Pandas validation using Annotated types and decorators

Project description

pdval

CI codecov

Pandas validation using Annotated types and decorators

pdval is a lightweight Python library for validating pandas DataFrames and Series using Python's Annotated types and decorators. It provides a clean, type-safe way to express data validation constraints directly in function signatures.

Features

  • 🎯 Type-safe validation - Uses Python's Annotated types for inline constraints
  • 🐼 Pandas-focused - Built specifically for pandas DataFrames and Series
  • Decorator-based - Simple @validated decorator for automatic validation
  • 🔧 Composable validators - Chain multiple validators together
  • 🎨 Clean syntax - Validation rules live in your type annotations
  • 🚀 Zero runtime overhead - Optional validation can be disabled

Installation

pip install pdval

Or with uv:

uv add pdval

Note: If you prefer using Pandera as the underlying validation engine (for more detailed error reporting and robustness), install the separate package:

pip install pdval-pandera

Quick Start

import pandas as pd
from pdval import validated, Validated, Finite, NonNaN

@validated
def calculate_returns(
    prices: Validated[pd.Series, Finite, NonNaN],
    validate: bool = True
) -> pd.Series:
    """Calculate percentage returns from prices."""
    return prices.pct_change()

# Valid data passes through
prices = pd.Series([100.0, 102.0, 101.0, 103.0])
returns = calculate_returns(prices)

# Invalid data raises ValueError
import numpy as np
bad_prices = pd.Series([100.0, np.inf, 101.0])
# Raises: ValueError: Data must be finite (no Inf, no NaN)
calculate_returns(bad_prices)

Available Validators

Value Validators

  • Finite - Ensures no Inf or NaN values
  • NonNaN - Ensures no NaN values (allows Inf)
  • NonNegative - Ensures all values >= 0
  • Positive - Ensures all values > 0
  • MonoUp - Ensures values are monotonically increasing
  • MonoDown - Ensures values are monotonically decreasing

Index Validators

  • DateTimeIndexed - Ensures index is a DatetimeIndex
  • MonotonicIndex - Ensures index is monotonically increasing

DataFrame Column Validators

  • HasColumns["col1", "col2"] - Ensures specified columns exist
  • Ge["high", "low"] - Ensures one column >= another column
  • Le["low", "high"] - Ensures one column <= another column
  • Gt["high", "low"] - Ensures one column > another column
  • Lt["low", "high"] - Ensures one column < another column

Column-Specific Validators

  • HasColumn["col"] - Check that DataFrame has column (no validation)
  • HasColumn["col", Validator, ...] - Check column exists and apply Series validators

Examples

Basic Series Validation

from pdval import validated, Validated, Positive

@validated
def calculate_log_returns(
    prices: Validated[pd.Series, Positive],
    validate: bool = True
) -> pd.Series:
    """Calculate log returns - prices must be positive."""
    return np.log(prices / prices.shift(1))

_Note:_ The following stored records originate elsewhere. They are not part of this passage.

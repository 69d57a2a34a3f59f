use crate::config::EmitterConfig;
use anyhow::Result;
use std::io::Write;

pub type EmitResult = Result<()>;

#[derive(Debug, Clone)]
pub struct EmitContext {
    pub indent_level: usize,
    pub indent_chars: String,
    pub use_colors: bool,
}

impl EmitContext {
    pub fn new() -> Self {
        Self {
            indent_level: 0,
            indent_chars: "    ".to_string(),
            use_colors: true,
        }
    }

    pub fn from_config(config: &EmitterConfig) -> Self {
        Self {
            indent_level: 0,
            indent_chars: config.indent_style.unit(),
            use_colors: config.use_colors,
        }
    }

    pub fn indent(&mut self) {
        self.indent_level += 1;
    }

    pub fn dedent(&mut self) {
        if self.indent_level > 0 {
            self.indent_level -= 1;
        }
    }

    pub fn get_indent(&self) -> String {
        self.indent_chars.repeat(self.indent_level)
    }
}

impl Default for EmitContext {
    fn default() -> Self {
        Self::new()
    }
}

pub trait Emitter {
    type Item;

    fn config(&self) -> &EmitterConfig;

    fn emit<W: Write>(&self, item: &Self::Item, writer: &mut W, context: &mut EmitContext) -> EmitResult;

    fn emit_to_string(&self, item: &Self::Item) -> Result<String> {
        let mut buffer = Vec::new();
        let mut context = EmitContext::from_config(self.config());
        self.emit(item, &mut buffer, &mut context)?;
        Ok(String::from_utf8(buffer)?)
    }
}

/// Highlight classes used for keywords, names and annotations.
#[derive(Debug, Clone, Copy, PartialEq, Eq)]
pub enum Tint {
    Keyword,
    Name,
    Comment,
    Section,
    Trap,
}

impl Tint {
    fn paint(&self, text: &str) -> String {
        use colored::Colorize;
        match self {
            Tint::Keyword => text.blue().bold().to_string(),
            Tint::Name => text.yellow().to_string(),
            Tint::Comment => text.green().to_string(),
            Tint::Section => text.cyan().to_string(),
            Tint::Trap => text.bright_red().to_string(),
        }
    }
}

pub struct EmitHelper;

impl EmitHelper {
    pub fn write_line<W: Write>(writer: &mut W, context: &EmitContext, text: &str) -> EmitResult {
        writeln!(writer, "{}{}", context.get_indent(), text)?;
        Ok(())
    }

    pub fn tinted(context: &EmitContext, text: &str, tint: Tint) -> String {
        if context.use_colors {
            tint.paint(text)
        } else {
            text.to_string()
        }
    }

    pub fn write_tinted_line<W: Write>(
        writer: &mut W,
        context: &EmitContext,
        text: &str,
        tint: Tint,
    ) -> EmitResult {
        Self::write_line(writer, context, &Self::tinted(context, text, tint))
    }

    pub fn write_comment<W: Write>(writer: &mut W, context: &EmitContext, comment: &str) -> EmitResult {
        Self::write_tinted_line(writer, context, &format!("// {}", comment), Tint::Comment)
    }

    pub fn write_section<W: Write>(writer: &mut W, context: &EmitContext, title: &str) -> EmitResult {
        Self::write_tinted_line(writer, context, &format!("=== {} ===", title), Tint::Section)
    }

    pub fn write_block<W: Write, F>(
        writer: &mut W,
        context: &mut EmitContext,
        header: &str,
        body: F,
    ) -> EmitResult
    where
        F: FnOnce(&mut W, &mut EmitContext) -> EmitResult,
    {
        Self::write_line(writer, context, &format!("{} {{", header))?;
        context.indent();
        body(writer, context)?;
        context.dedent();
        Self::write_line(writer, context, "}")?;
        Ok(())
    }
}
impl RtaOptions {
    pub fn new(entry_points: Vec<EntityId>) -> Self {
        Self {
            entry_points,
            initial_live_classes: Vec::new(),
        }
    }

    pub fn with_live_classes(mut self, classes: Vec<ClassId>) -> Self {
        self.initial_live_classes = classes;
        self
    }
}

#[derive(Debug, Clone, Default)]
pub struct RtaResult {
    pub live_classes: IndexSet<ClassId>,
    pub live_methods: IndexSet<EntityId>,
    /// Call entity of each dynamically bound call mapped to its possible targets.
    pub dyncall_targets: IndexMap<EntityId, IndexSet<EntityId>>,
}

impl RtaResult {
    pub fn is_live_class(&self, class: ClassId) -> bool {
        self.live_classes.contains(&class)
    }

    pub fn is_live_method(&self, method: EntityId) -> bool {
        self.live_methods.contains(&method)
    }

    pub fn targets(&self, call_entity: EntityId) -> Option<&IndexSet<EntityId>> {
        self.dyncall_targets.get(&call_entity)
    }
}

#[derive(Debug, Clone, Default, PartialEq, Eq, Serialize)]
pub struct RtaReport {
    pub static_calls: usize,
    pub dynamic_calls: usize,
    pub interface_calls: usize,
    pub devirtualized: usize,
    pub devirtualized_interface: usize,
    pub indirect_calls: usize,
    pub live_classes: usize,
    pub live_methods: usize,
}

struct Analyzer<'a> {
    program: &'a Program,
    registry: &'a OoRegistry,
    overrides: &'a CallBindingOverrides,
    result: RtaResult,
    queue: VecDeque<EntityId>,
    done: HashSet<EntityId>,
    /// class -> target -> call entities waiting for the class to become live
    unused_targets: HashMap<ClassId, IndexMap<EntityId, IndexSet<EntityId>>>,
}
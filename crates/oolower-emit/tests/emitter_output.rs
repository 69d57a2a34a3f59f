use oolower_core::{InterfaceCallType, MethodType, ProgramBuilder, Type, Value};
use oolower_emit::{Emitter, EmitterConfig, LayoutEmitter, ProgramEmitter, VerbosityLevel};
use pretty_assertions::assert_eq;

fn counter_program() -> ProgramBuilder {
    let mut builder = ProgramBuilder::new("counter");
    let counter = builder.class("Counter").uid(3).id();
    let count = builder.class_builder(counter).field("count", Type::Int(32));
    let next = builder
        .class_builder(counter)
        .method("next", MethodType::new(vec![Type::Class(counter)], vec![Type::Int(32)]));

    let main = builder.global_function("main", MethodType::new(vec![], vec![Type::Int(32)]));
    let mut func = builder.function(main).unwrap();
    let mut entry = func.entry_block();
    let object = entry.alloc(counter);
    let field = entry.member(object.clone(), count);
    entry.store(field, Value::int(0), Type::Int(32));
    let call = entry.call_method(next, vec![object]);
    entry.return_value(call.result.unwrap()).unwrap();
    func.build().unwrap();
    builder
}

#[test]
fn test_program_text() {
    let (program, session) = counter_program().finish();
    let text = ProgramEmitter::new(&session, EmitterConfig::plain())
        .emit_to_string(&program)
        .unwrap();

    let expected = "\
program counter

class Counter uid 3 {
    field count: i32
    method next(Counter) -> i32
}

function main() -> i32 {
    block0:
        v0 = new Counter
        v1 = member v0, Counter.count
        store.i32 v1, 0
        v2 = call.dynamic Counter.next(v0)
        return v2
}

";
    assert_eq!(text, expected);
}

#[test]
fn test_lowered_program_text() {
    let (mut program, mut session) = counter_program().finish();
    session.lower_program(&mut program).unwrap();

    let text = ProgramEmitter::new(&session, EmitterConfig::plain())
        .emit_to_string(&program)
        .unwrap();

    assert!(text.starts_with("program counter lowered\n"));
    assert!(text.contains("data Counter$vtable = [null, null, &Counter.next]"));
    assert!(text.contains("global Counter$vtable = @Counter$vtable\n"));
    assert!(text.contains("    vtable Counter$vtable\n}"));
    assert!(text.contains("call.runtime calloc(1, 16)"));
    assert!(text.contains("call.indirect"));
    assert!(!text.contains("call.dynamic"));
}

#[test]
fn test_site_override_and_policy_are_printed() {
    let mut builder = counter_program();
    builder
        .session_mut()
        .set_interface_call_type(InterfaceCallType::IndexedItable);
    let (program, mut session) = builder.finish();
    let main = program.entity_by_ld_name("main").unwrap();
    let site = program
        .function(main)
        .unwrap()
        .body
        .blocks
        .values()
        .flat_map(|block| block.instructions.iter())
        .find_map(|inst| inst.call_site())
        .unwrap();
    session.set_call_is_statically_bound(site, true);

    let text = ProgramEmitter::new(&session, EmitterConfig::plain())
        .emit_to_string(&program)
        .unwrap();

    assert!(text.contains("policy indexed-itable\n"));
    assert!(text.contains("v2 = call.dynamic Counter.next(v0) !static"));
}

#[test]
fn test_quiet_skips_data() {
    let (mut program, mut session) = counter_program().finish();
    session.lower_program(&mut program).unwrap();

    let config = EmitterConfig::plain().with_verbosity(VerbosityLevel::Quiet);
    let text = ProgramEmitter::new(&session, config).emit_to_string(&program).unwrap();
    assert!(!text.contains("data Counter$vtable"));
}

#[test]
fn test_layout_text() {
    let (program, session) = counter_program().finish();
    let layout = session.compute_layout(&program).unwrap();

    let text = LayoutEmitter::new(&program, EmitterConfig::plain())
        .emit_to_string(&layout)
        .unwrap();

    let expected = "\
=== Layout of counter (runtime-lookup, pointer size 8) ===
class Counter size 16 vptr +0 {
    vtable:
        [0] rtti
        [1] itable
        [2] Counter.next
    fields:
        +8 Counter.count
}
";
    assert_eq!(text, expected);
}

#[test]
fn test_layout_annotations() {
    let (program, session) = counter_program().finish();
    let layout = session.compute_layout(&program).unwrap();

    let config = EmitterConfig::plain().with_verbosity(VerbosityLevel::Verbose);
    let text = LayoutEmitter::new(&program, config).emit_to_string(&layout).unwrap();
    assert!(text.contains("[2] Counter.next  // slot 0 from Counter.next"));
}
use crate::block::BlockId;
use crate::builder::ProgramBuilder;
use crate::class::ClassId;
use crate::data::DataItem;
use crate::dispatch::InterfaceCallType;
use crate::entity::EntityId;
use crate::instructions::{Callee, Instruction, RuntimeHelper};
use crate::layout::SlotTarget;
use crate::program::Program;
use crate::session::OoSession;
use crate::types::{MethodType, Type};
use crate::values::{ParamId, TempId, Value};
use pretty_assertions::assert_eq;

fn sig() -> MethodType {
    MethodType::new(vec![Type::Pointer], vec![Type::Int(32)])
}

struct Fixture {
    program: Program,
    session: OoSession,
    class: ClassId,
    interface_method: EntityId,
    implementation: EntityId,
    main: EntityId,
}

/// `A implements I`; `main(p0: A)` makes a virtual call to `A.f` and then an interface call to `I.m`.
fn fixture(policy: InterfaceCallType) -> Fixture {
    let mut builder = ProgramBuilder::new("interfaces");
    let mut iface = builder.interface("I");
    iface.uid(7);
    let i = iface.id();
    let interface_method = iface.abstract_method("m", sig());

    let mut class_a = builder.class("A");
    class_a.implements(i).uid(1);
    let class = class_a.id();
    let implementation = class_a.override_method(interface_method);
    let virtual_method = class_a.method("f", sig());

    let main = builder.global_function("main", MethodType::new(vec![Type::Class(class)], vec![]));
    let mut func = builder.function(main).unwrap();
    let receiver = func.param(0);
    let mut entry = func.entry_block();
    entry.call_method(virtual_method, vec![receiver.clone()]);
    entry.call_method(interface_method, vec![receiver]);
    entry.return_void().unwrap();
    func.build().unwrap();

    builder.session_mut().set_interface_call_type(policy);
    let (program, session) = builder.finish();
    Fixture {
        program,
        session,
        class,
        interface_method,
        implementation,
        main,
    }
}

fn lowered(policy: InterfaceCallType) -> (Fixture, Vec<Instruction>) {
    let mut fixture = fixture(policy);
    fixture.session.lower_program(&mut fixture.program).unwrap();
    let instructions = fixture
        .program
        .function(fixture.main)
        .unwrap()
        .body
        .get_block(BlockId(0))
        .unwrap()
        .instructions
        .clone();
    (fixture, instructions)
}

fn count_loads(instructions: &[Instruction]) -> usize {
    instructions
        .iter()
        .filter(|inst| matches!(inst, Instruction::Load { .. }))
        .count()
}

fn temp(n: u32) -> Value {
    Value::Temp(TempId(n))
}

#[test]
fn test_runtime_lookup_calls_helper() {
    let (_, instructions) = lowered(InterfaceCallType::RuntimeLookup);

    // The virtual call takes the first four instructions.
    assert_eq!(
        instructions[4],
        Instruction::CallRuntime {
            result: Some(temp(5)),
            helper: RuntimeHelper::LookupInterfaceMethod,
            args: vec![Value::Param(ParamId(0)), Value::int(7), Value::int(0)],
        }
    );
    assert!(matches!(
        &instructions[5],
        Instruction::Call { callee: Callee::Indirect(target), .. } if *target == temp(5)
    ));
    assert_eq!(instructions.len(), 6);
}

#[test]
fn test_policy_only_changes_interface_calls() {
    let (_, searched) = lowered(InterfaceCallType::SEARCHED_ITABLE);
    let (_, indexed) = lowered(InterfaceCallType::IndexedItable);
    let (_, lookup) = lowered(InterfaceCallType::RuntimeLookup);

    assert_eq!(searched[..4].to_vec(), indexed[..4].to_vec());
    assert_eq!(searched[..4].to_vec(), lookup[..4].to_vec());
    assert_ne!(searched[4..].to_vec(), indexed[4..].to_vec());
}

#[test]
fn test_searched_itable_uses_search_helper() {
    let (_, instructions) = lowered(InterfaceCallType::SEARCHED_ITABLE);
    let interface_part = &instructions[4..];

    assert!(interface_part.iter().any(|inst| matches!(
        inst,
        Instruction::CallRuntime {
            helper: RuntimeHelper::SearchItable,
            args,
            ..
        } if args[1] == Value::int(7)
    )));
    // vptr, itable pointer, method pointer
    assert_eq!(count_loads(interface_part), 3);
}

#[test]
fn test_m2f_adds_exactly_one_load() {
    let (_, direct) = lowered(InterfaceCallType::SEARCHED_ITABLE);
    let (_, m2f) = lowered(InterfaceCallType::SEARCHED_ITABLE_M2F);

    assert_eq!(count_loads(&m2f), count_loads(&direct) + 1);
    assert_eq!(m2f.len(), direct.len() + 1);
}

#[test]
fn test_indexed_itable_loads_program_wide_slot() {
    let (fixture, instructions) = lowered(InterfaceCallType::IndexedItable);
    let interface_part = &instructions[4..];

    assert_eq!(count_loads(interface_part), 3);
    assert!(interface_part.iter().all(|inst| !matches!(inst, Instruction::CallRuntime { .. })));
    assert!(interface_part.contains(&Instruction::Offset {
        result: temp(6),
        base: temp(5),
        offset: 8,
    }));
}

#[test]
fn test_interface_call_reads_vptr_where_alloc_stores_it() {
    let mut builder = ProgramBuilder::new("late_vptr");
    let mut iface = builder.interface("I");
    iface.uid(7);
    let i = iface.id();
    let interface_method = iface.abstract_method("m", sig());

    let mut class_a = builder.class("A");
    class_a.implements(i).uid(1);
    let class = class_a.id();
    class_a.field("x", Type::Int(64));
    class_a.vptr_field("$vptr");
    class_a.override_method(interface_method);

    let main = builder.global_function("main", MethodType::default());
    let mut func = builder.function(main).unwrap();
    let mut entry = func.entry_block();
    let object = entry.alloc(class);
    entry.call_method(interface_method, vec![object.clone()]);
    entry.return_void().unwrap();
    func.build().unwrap();

    for policy in [
        InterfaceCallType::SEARCHED_ITABLE,
        InterfaceCallType::SEARCHED_ITABLE_M2F,
        InterfaceCallType::IndexedItable,
    ] {
        let mut program = builder.program().clone();
        let mut session = builder.session().clone();
        session.set_interface_call_type(policy);
        session.lower_program(&mut program).unwrap();

        let instructions = &program.function(main).unwrap().body.get_block(BlockId(0)).unwrap().instructions;
        let store = instructions
            .iter()
            .position(|inst| matches!(inst, Instruction::Store { ty: Type::Pointer, .. }))
            .unwrap();
        let Instruction::Store { address: vptr_slot, .. } = &instructions[store] else {
            unreachable!();
        };
        let Some(Instruction::Load { address: vptr_read, .. }) = instructions[store + 1..]
            .iter()
            .find(|inst| matches!(inst, Instruction::Load { .. }))
        else {
            panic!("interface call under {} loads nothing", policy);
        };
        assert_eq!(vptr_slot, &object, "{}", policy);
        assert_eq!(vptr_read, &object, "{}", policy);
    }
}

fn class_itable(program: &Program, class_name: &str) -> Vec<DataItem> {
    let id = program
        .data_by_name(&format!("{}$itable", class_name))
        .unwrap();
    program.data(id).items.clone()
}

#[test]
fn test_searched_itable_data_is_zero_terminated() {
    let (fixture, _) = lowered(InterfaceCallType::SEARCHED_ITABLE);
    let program = &fixture.program;

    let items = class_itable(program, "A");
    assert_eq!(items.len(), 4);
    assert_eq!(items[0], DataItem::Int(7));
    assert_eq!(items[2..].to_vec(), vec![DataItem::Int(0), DataItem::Null]);

    let DataItem::DataRef(methods) = items[1] else {
        panic!("expected a reference to the method block, got {:?}", items[1]);
    };
    assert_eq!(program.data(methods).items, vec![DataItem::Address(fixture.implementation)]);
}

#[test]
fn test_m2f_entries_point_at_patchable_cell() {
    let (fixture, _) = lowered(InterfaceCallType::SEARCHED_ITABLE_M2F);
    let program = &fixture.program;

    let items = class_itable(program, "A");
    let DataItem::DataRef(cell) = items[1] else {
        panic!("expected a reference to the m2f cell");
    };
    assert_eq!(program.data(cell).name, "A$m2f$I");
    let DataItem::DataRef(methods) = program.data(cell).items[0] else {
        panic!("m2f cell must hold the method block");
    };
    assert_eq!(program.data(methods).items, vec![DataItem::Address(fixture.implementation)]);
}

#[test]
fn test_vtable_header_points_at_itable() {
    let (fixture, _) = lowered(InterfaceCallType::IndexedItable);
    let program = &fixture.program;

    let vtable = program.data(program.data_by_name("A$vtable").unwrap());
    let itable = program.data_by_name("A$itable").unwrap();
    assert_eq!(vtable.items[0], DataItem::Null);
    assert_eq!(vtable.items[1], DataItem::DataRef(itable));
    assert_eq!(program.data(itable).items, vec![DataItem::Address(fixture.implementation)]);
}

#[test]
fn test_runtime_lookup_emits_no_itable() {
    let (fixture, _) = lowered(InterfaceCallType::RuntimeLookup);
    assert_eq!(fixture.program.data_by_name("A$itable"), None);
}

#[test]
fn test_indexed_numbering_per_method_entity() {
    let mut builder = ProgramBuilder::new("numbering");
    let mut iface_i = builder.interface("I");
    let i = iface_i.id();
    let i_m = iface_i.abstract_method("m", sig());

    let mut iface_j = builder.interface("J");
    let j = iface_j.id();
    let j_m = iface_j.abstract_method("m", sig());

    let mut iface_k = builder.interface("K");
    iface_k.extends(i);
    let k_m = iface_k.override_method(i_m);
    builder.session_mut().registry_mut().set_method_abstract(k_m, true);

    let mut class_c = builder.class("C");
    class_c.implements(j);
    let c = class_c.id();
    let c_m = class_c.override_method(j_m);

    builder
        .session_mut()
        .set_interface_call_type(InterfaceCallType::IndexedItable);
    let (program, session) = builder.finish();
    let layout = session.compute_layout(&program).unwrap();

    assert_eq!(layout.interface_slot(i_m), Some(0));
    assert_eq!(layout.interface_slot(j_m), Some(1));
    assert_eq!(layout.interface_slot(k_m), Some(0));
    assert_eq!(layout.interface_slot_count(), 2);
    assert_eq!(
        layout.class(c).unwrap().indexed_itable,
        vec![SlotTarget::Empty, SlotTarget::Method(c_m)]
    );
}

#[test]
fn test_default_methods_and_traps() {
    let mut builder = ProgramBuilder::new("defaults");
    let mut iface_i = builder.interface("I");
    let i = iface_i.id();
    let with_default = iface_i.method("hello", sig());
    let without = iface_i.abstract_method("size", sig());

    let mut iface_k = builder.interface("K");
    iface_k.extends(i);
    let k = iface_k.id();
    let refined = iface_k.override_method(with_default);

    let mut class_a = builder.class("A");
    class_a.implements(i);
    let a = class_a.id();

    let mut class_b = builder.class("B");
    class_b.implements(k);
    let b = class_b.id();

    let (program, session) = builder.finish();
    let layout = session.compute_layout(&program).unwrap();

    let a_entry = layout.class(a).unwrap().itable_entry(i).unwrap().clone();
    assert_eq!(
        a_entry.methods,
        vec![
            (with_default, SlotTarget::Method(with_default)),
            (without, SlotTarget::Trap),
        ]
    );

    let b_entry = layout.class(b).unwrap().itable_entry(i).unwrap().clone();
    assert_eq!(b_entry.methods[0], (with_default, SlotTarget::Method(refined)));
}

#[test]
fn test_implementation_inherited_from_superclass() {
    let mut builder = ProgramBuilder::new("inherit-impl");
    let mut iface = builder.interface("I");
    let i = iface.id();
    let i_m = iface.abstract_method("m", sig());

    let mut base = builder.class("Base");
    let base_id = base.id();
    let base_m = base.method("m", sig());

    let mut derived = builder.class("Derived");
    derived.extends(base_id).implements(i);
    let derived_id = derived.id();
    let derived_m = derived.inherit_method(base_m);
    builder.program_mut().add_override(derived_m, i_m);

    let (program, session) = builder.finish();
    let layout = session.compute_layout(&program).unwrap();

    let entry = layout.class(derived_id).unwrap().itable_entry(i).unwrap().clone();
    assert_eq!(entry.methods, vec![(i_m, SlotTarget::Method(base_m))]);
}

#[test]
fn test_rtti_records_link_superclasses() {
    let mut builder = ProgramBuilder::new("rtti");
    let mut class_a = builder.class("A");
    class_a.uid(3);
    let a = class_a.id();
    let a_rtti = class_a.rtti();

    let mut class_b = builder.class("B");
    class_b.extends(a).uid(4);
    let b_rtti = class_b.rtti();

    let (mut program, mut session) = builder.finish();
    let report = session.lower_program(&mut program).unwrap();
    assert_eq!(report.rtti_records, 2);
    assert_eq!(report.vtables, 2);

    let record = program.data(program.entity(b_rtti).initializer.unwrap());
    assert_eq!(
        record.items,
        vec![
            DataItem::Int(4),
            DataItem::Str("B".to_string()),
            DataItem::Int(1),
            DataItem::Address(a_rtti),
        ]
    );

    let vtable = program.data(program.data_by_name("B$vtable").unwrap());
    assert_eq!(vtable.items[0], DataItem::Address(b_rtti));
}
/*! Vtable, itable and instance layout.
 *
 * Classes are laid out from the roots down. A class starts from a copy of its primary
 * superclass's vtable, so a method keeps the same slot index in every subclass: overriding
 * methods replace the slot target and inherited methods leave it pointing at the ancestor's
 * implementation. Each vtable begins with a fixed header holding the RTTI pointer and the
 * itable pointer; method slots follow the header.
 *
 * Interface methods are numbered once per program. Under the indexed itable policy that number
 * is the index into every implementing class's itable, so two unrelated interfaces that happen
 * to declare the same signature get distinct slots.
 */

use crate::class::ClassId;
use crate::config::LoweringConfig;
use crate::dispatch::InterfaceCallType;
use crate::entity::EntityId;
use crate::program::Program;
use crate::registry::{Binding, OoRegistry};
use crate::{OoError, Result};
use indexmap::{IndexMap, IndexSet};
use serde::Serialize;
use std::collections::HashMap;

pub const VTABLE_RTTI_INDEX: usize = 0;
pub const VTABLE_ITABLE_INDEX: usize = 1;
pub const VTABLE_HEADER_SLOTS: usize = 2;

/// What a vtable or itable word points at.
#[derive(Debug, Clone, Copy, PartialEq, Eq, Serialize)]
pub enum SlotTarget {
    Method(EntityId),
    /// Abstract method with no implementation.
    Trap,
    Empty,
}

#[derive(Debug, Clone, PartialEq, Eq, Serialize)]
pub struct VtableSlot {
    /// Method that introduced the slot.
    pub declared_by: EntityId,
    pub target: SlotTarget,
}

#[derive(Debug, Clone, PartialEq, Eq, Serialize)]
pub struct ItableEntry {
    pub interface: ClassId,
    /// Interface methods in declaration order with their implementation in this class.
    pub methods: Vec<(EntityId, SlotTarget)>,
}

#[derive(Debug, Clone, Serialize)]
pub struct ClassLayout {
    pub class: ClassId,
    pub superclass: Option<ClassId>,
    pub is_interface: bool,
    /// Method slots, header excluded.
    pub vtable: Vec<VtableSlot>,
    pub itable: Vec<ItableEntry>,
    /// Dense itable, only filled under the indexed policy.
    pub indexed_itable: Vec<SlotTarget>,
    pub field_offsets: IndexMap<EntityId, u32>,
    pub vptr_entity: Option<EntityId>,
    pub vptr_offset: Option<u32>,
    pub instance_size: u32,
}
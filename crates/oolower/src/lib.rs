/*! Lower object-oriented IR to vtables, itables and plain calls.
 *
 * Single import for the whole toolkit: the object model and lowering engine, the `.ool` text
 * parser, and the emitters for programs and layouts.
 */

pub use oolower_core as core;
pub use oolower_emit as emit;
pub use oolower_parser as parser;

pub use oolower_core::{
    block::{BasicBlock, BlockId, Terminator},
    class::{ClassId, ClassType},
    entity::{EntityId, Owner},
    instructions::Instruction,
    types::{MethodType, Type},
    values::Value,
    InterfaceCallType, LoweringConfig, LoweringReport, OoContext, OoError, OoSession, Program,
    ProgramBuilder,
};

pub use oolower_emit::{LayoutEmitter, ProgramEmitter};

pub use oolower_parser::{parse, parse_program};

/// Reads `.ool` text, lowers it with `session`, and returns the lowered program as text.
pub fn lower_text(input: &str, session: &mut OoSession) -> anyhow::Result<(String, LoweringReport)> {
    use oolower_emit::Emitter;

    let mut program = parse_program(input, session)?;
    let report = session.lower_program(&mut program)?;
    let text = ProgramEmitter::new(session, oolower_emit::EmitterConfig::plain()).emit_to_string(&program)?;
    Ok((text, report))
}

#[cfg(test)]
mod tests {
    use super::*;

    #[test]
    fn test_lower_text() {
        let input = r"
program tiny

class Cell uid 1 {
    field value: i32
    method get(Cell) -> i32
}

function main() -> i32 {
    block0:
        v0 = new Cell
        v1 = call.dynamic Cell.get(v0)
        return v1
}
";
        let mut session = OoSession::new();
        let (text, report) = lower_text(input, &mut session).unwrap();

        assert_eq!(report.dynamic_calls, 1);
        assert_eq!(report.vtables, 1);
        assert!(text.starts_with("program tiny lowered"));
        assert!(text.contains("call.indirect"));

        assert!(lower_text(&text, &mut OoSession::new()).is_err());
    }
}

prices = pd.Series([100.0, 102.0, 101.0, 103.0])
log_returns = calculate_log_returns(prices)

DataFrame Column Validation

from pdval import validated, Validated, HasColumns, Ge, NonNaN

@validated
def calculate_true_range(
    data: Validated[pd.DataFrame, HasColumns["high", "low", "close"], Ge["high", "low"], NonNaN],
    validate: bool = True
) -> pd.Series:
    """Calculate True Range - requires OHLC data."""
    hl = data["high"] - data["low"]
    hc = abs(data["high"] - data["close"].shift(1))
    lc = abs(data["low"] - data["close"].shift(1))
    return pd.concat([hl, hc, lc], axis=1).max(axis=1)

# Valid OHLC data
ohlc = pd.DataFrame({
    "high": [102, 105, 104],
    "low": [100, 103, 101],
    "close": [101, 104, 102]
})
tr = calculate_true_range(ohlc)

# Missing column raises error
bad_data = pd.DataFrame({"high": [102], "close": [101]})
# Raises: ValueError: Missing columns: ['low']
calculate_true_range(bad_data)

Time Series Validation

from pdval import validated, Validated, DateTimeIndexed, MonotonicIndex, Finite

@validated
def resample_ohlc(
    data: Validated[pd.DataFrame, DateTimeIndexed, MonotonicIndex, Finite],
    freq: str = "1D",
    validate: bool = True
) -> pd.DataFrame:
    """Resample OHLC data to different frequency."""
    return data.resample(freq).agg({
        "open": "first",
        "high": "max",
        "low": "min",
        "close": "last"
    })

# Valid time series
dates = pd.date_range("2024-01-01", periods=10, freq="1H")
data = pd.DataFrame({
    "open": range(100, 110),
    "high": range(101, 111),
    "low": range(99, 109),
    "close": range(100, 110)
}, index=dates)
daily = resample_ohlc(data)

# Non-datetime index raises error
bad_data = data.copy()
bad_data.index = range(len(bad_data))
# Raises: ValueError: Index must be DatetimeIndex
resample_ohlc(bad_data)

Monotonic Value Validation

from pdval import validated, Validated, MonoUp, MonoDown

@validated
def calculate_cumulative_returns(
    prices: Validated[pd.Series, MonoUp],
    validate: bool = True
) -> pd.Series:
    """Calculate cumulative returns - prices must be monotonically increasing."""
    return (prices / prices.iloc[0]) - 1

@validated
def track_drawdown(
    equity: Validated[pd.Series, MonoDown],
    validate: bool = True
) -> pd.Series:
    """Track drawdown - equity must be monotonically decreasing."""
    return (equity / equity.iloc[0]) - 1

Column-Specific Validation with HasColumn

from pdval import validated, Validated, HasColumn, Finite, Positive, MonoUp

@validated
def process_trading_data(
    data: Validated[
        pd.DataFrame,
        HasColumn["price", Finite, Positive],
        HasColumn["volume", Finite, Positive],
        HasColumn["timestamp", MonoUp],
    ],
    validate: bool = True
) -> pd.DataFrame:
    """Process trading data with column-specific validation.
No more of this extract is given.